Aquí hubo error esencial respecto al objeto del contrato, puesto que de la
fiadora haber conocido que no estaba garantizando al verdadero señor De Jesús
Carrillo, no hubiese celebrado el mismo. Esto porque los elementos a considerar
para medir su riesgo se trastocaban totalmente al cambiar la identidad del sujeto
cuya presencia garantizaba. No obstante, este no es el único criterio para
conceder la anulación del Contrato de Fianza. El error, además de ser esencial,
debe ser excusable.
Por otro lado, de los hechos y admisiones de International surge que la
fiadora simplemente descansó en la información provista por el Estado,
particularmente en la denuncia, sin realizar una investigación independiente de
la información suministrada –esencial para el contrato– que satisficiera sus
necesidades como negocio. Así las cosas, asumió la custodia y el riesgo por la
incomparecencia del acusado por la suma de cien mil dólares. La confianza que
pudiera suscitarle la denuncia, documento que puede ser enmendado por
defectos de forma como defectos sustanciales, no le exime de la diligencia que
le es exigible como perita.
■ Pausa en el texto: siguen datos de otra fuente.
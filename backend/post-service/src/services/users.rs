/// User service - registration, login and profiles
use serde::{Deserialize, Serialize};
use std::sync::Arc;
use uuid::Uuid;

use crate::db::{FollowRepository, UserRepository};
use crate::error::{AppError, Result};
use crate::models::{NewUser, Role, User, UserProfile};

const INVALID_CREDENTIALS: &str = "Invalid email or password";

/// Body returned by register and login
#[derive(Debug, Serialize, Deserialize)]
pub struct AuthResponse {
    pub user: User,
    pub token: String,
    pub token_type: String,
    pub expires_in: i64,
}

pub struct UserService {
    users: Arc<dyn UserRepository>,
    follows: Arc<dyn FollowRepository>,
}

fn issue(user: User) -> Result<AuthResponse> {
    let token = crypto_core::jwt::issue_token(user.id, &user.username, user.role.as_str())?;
    Ok(AuthResponse {
        user,
        token: token.access_token,
        token_type: token.token_type,
        expires_in: token.expires_in,
    })
}

/// Argon2 is CPU bound; keep it off the async workers
async fn run_blocking<T, F>(f: F) -> Result<T>
where
    F: FnOnce() -> std::result::Result<T, crypto_core::PasswordError> + Send + 'static,
    T: Send + 'static,
{
    tokio::task::spawn_blocking(f)
        .await
        .map_err(|e| AppError::Internal(format!("password task failed: {}", e)))?
        .map_err(AppError::from)
}

impl UserService {
    pub fn new(users: Arc<dyn UserRepository>, follows: Arc<dyn FollowRepository>) -> Self {
        Self { users, follows }
    }

    pub async fn register(
        &self,
        username: String,
        email: String,
        password: String,
    ) -> Result<AuthResponse> {
        let password_hash = run_blocking(move || crypto_core::hash_password(&password)).await?;

        let user = self
            .users
            .create_user(NewUser {
                username,
                email: email.trim().to_lowercase(),
                password_hash,
                role: Role::User,
            })
            .await?;

        tracing::info!(user_id = %user.id, "user registered");
        issue(user)
    }

    /// Unknown email and wrong password produce the same 401
    pub async fn login(&self, email: &str, password: String) -> Result<AuthResponse> {
        let user = self
            .users
            .find_user_by_email(&email.trim().to_lowercase())
            .await?
            .ok_or_else(|| AppError::Unauthorized(INVALID_CREDENTIALS.to_string()))?;

        let hash = user.password_hash.clone();
        run_blocking(move || crypto_core::verify_password(&password, &hash)).await?;

        tracing::info!(user_id = %user.id, "user logged in");
        issue(user)
    }

    pub async fn get_user(&self, user_id: Uuid) -> Result<User> {
        self.users
            .find_user(user_id)
            .await?
            .ok_or_else(|| AppError::NotFound("User not found".to_string()))
    }

    pub async fn profile(&self, user_id: Uuid) -> Result<UserProfile> {
        let user = self.get_user(user_id).await?;
        let (followers_count, following_count) = self.follows.follow_counts(user_id).await?;

        Ok(UserProfile {
            user,
            followers_count,
            following_count,
        })
    }
}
International se desentendió del imputado hasta que
el T.P.I. le notificó una orden para mostrar causa ante la incomparecencia del
individuo al juicio en su fondo, fecha en que la fiadora admite que comenzó su
investigación para dar con su paradero y por la que se enteró de que la identidad
suministrada por este era falsa. Ante este cuadro, el Tribunal Supremo opina que
la gestión mínima que podía realizar la compañía fiadora era verificar la
dirección provista por el acusado, dada la inexistencia de una identificación que
contara con una dirección física en Puerto Rico. Por tanto, el Tribunal no avala
los argumentos de la fiadora en cuanto imponen sobre el Estado el peso de la
corroboración de la identidad del acusado. Erróneamente, esta arguye que en un
contrato de fianza, el Estado asume la responsabilidad contractual de identificar
al imputado, sin necesidad de esta verificarla, mientras que ella solamente se
obliga a fiar y garantizar la comparecencia del fiado.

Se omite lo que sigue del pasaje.